_TRY IT:_ Where does the word "PoisonError" occur in the material? Copy each line that has it.

● ● ● ● ●

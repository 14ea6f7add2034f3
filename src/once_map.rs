use std::{
    collections::HashMap,
    future::Future,
    sync::{Arc, Mutex, PoisonError},
};

use tokio::sync::OnceCell;

/// String-keyed map whose values are built lazily, at most once per key.
///
/// Concurrent callers for the same key wait on the same construction. A
/// failed construction leaves the key empty so the next caller retries.
pub struct OnceMap<V> {
    cells: Mutex<HashMap<String, Arc<OnceCell<V>>>>,
}

impl<V: Clone> OnceMap<V> {
    pub fn new() -> Self {
        OnceMap {
            cells: Mutex::new(HashMap::new()),
        }
    }

    pub async fn get_or_try_init<F, Fut, E>(&self, key: &str, init: F) -> Result<V, E>
    where
        F: FnOnce() -> Fut,
        Fut: Future<Output = Result<V, E>>,
    {
        let cell = {
            let mut cells = self.cells.lock().unwrap_or_else(PoisonError::into_inner);
            cells.entry(key.to_string()).or_default().clone()
        };
        let result = cell.get_or_try_init(init).await.cloned();
        if result.is_err() {
            self.evict_empty(key, &cell);
        }
        result
    }

    /// Drop the key's cell if it is still `cell` and was never filled, so
    /// keys that only ever fail do not accumulate.
    fn evict_empty(&self, key: &str, cell: &Arc<OnceCell<V>>) {
        let mut cells = self.cells.lock().unwrap_or_else(PoisonError::into_inner);
        if let Some(current) = cells.get(key) {
            if Arc::ptr_eq(current, cell) && !current.initialized() {
                cells.remove(key);
            }
        }
    }

    #[cfg(test)]
    pub fn len(&self) -> usize {
        self.cells
            .lock()
            .unwrap_or_else(PoisonError::into_inner)
            .len()
    }
}

impl<V: Clone> Default for OnceMap<V> {
    fn default() -> Self {
        Self::new()
    }
}

#[cfg(test)]
mod tests {
    use std::{
        sync::atomic::{AtomicUsize, Ordering},
        time::Duration,
    };

    use super::*;

    #[tokio::test(flavor = "multi_thread", worker_threads = 4)]
    async fn test_concurrent_callers_share_one_construction() {
        let map = Arc::new(OnceMap::<Arc<String>>::new());
        let builds = Arc::new(AtomicUsize::new(0));

        let handles: Vec<_> = (0..16)
            .map(|_| {
                let map = map.clone();
                let builds = builds.clone();
                tokio::spawn(async move {
                    map.get_or_try_init("us-west-2", || async {
                        builds.fetch_add(1, Ordering::SeqCst);
                        tokio::time::sleep(Duration::from_millis(20)).await;
                        Ok::<_, ()>(Arc::new("client".to_string()))
                    })
                    .await
                })
            })
            .collect();

        let values = futures::future::join_all(handles).await;
        assert_eq!(builds.load(Ordering::SeqCst), 1);
        assert!(values
            .into_iter()
            .all(|v| v.unwrap().unwrap().as_str() == "client"));
        assert_eq!(map.len(), 1);
    }

    #[tokio::test]
    async fn test_failed_construction_is_retried() {
        let map = OnceMap::<u32>::new();

        let first = map
            .get_or_try_init("eu-west-1", || async { Err::<u32, _>("unreachable") })
            .await;
        assert_eq!(first, Err("unreachable"));
        assert_eq!(map.len(), 0);

        let second = map
            .get_or_try_init("eu-west-1", || async { Ok::<_, &str>(7) })
            .await;
        assert_eq!(second, Ok(7));
        assert_eq!(map.len(), 1);

        let third = map
            .get_or_try_init("eu-west-1", || async { Ok::<_, &str>(8) })
            .await;
        assert_eq!(third, Ok(7));
    }

    #[tokio::test]
    async fn test_keys_that_only_fail_are_not_kept() {
        let map = OnceMap::<u32>::new();
        for region in ["bogus-1", "bogus-2", "bogus-3"] {
            let result = map
                .get_or_try_init(region, || async { Err::<u32, _>("no such region") })
                .await;
            assert!(result.is_err());
        }
        assert_eq!(map.len(), 0);

        map.get_or_try_init("us-west-2", || async { Ok::<_, &str>(1) })
            .await
            .unwrap();
        assert_eq!(map.len(), 1);
    }
}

● ● ● ● ●

_SOLUTION FOR THIS TASK:_
    sync::{Arc, Mutex, PoisonError},
            let mut cells = self.cells.lock().unwrap_or_else(PoisonError::into_inner);
        let mut cells = self.cells.lock().unwrap_or_else(PoisonError::into_inner);
            .unwrap_or_else(PoisonError::into_inner)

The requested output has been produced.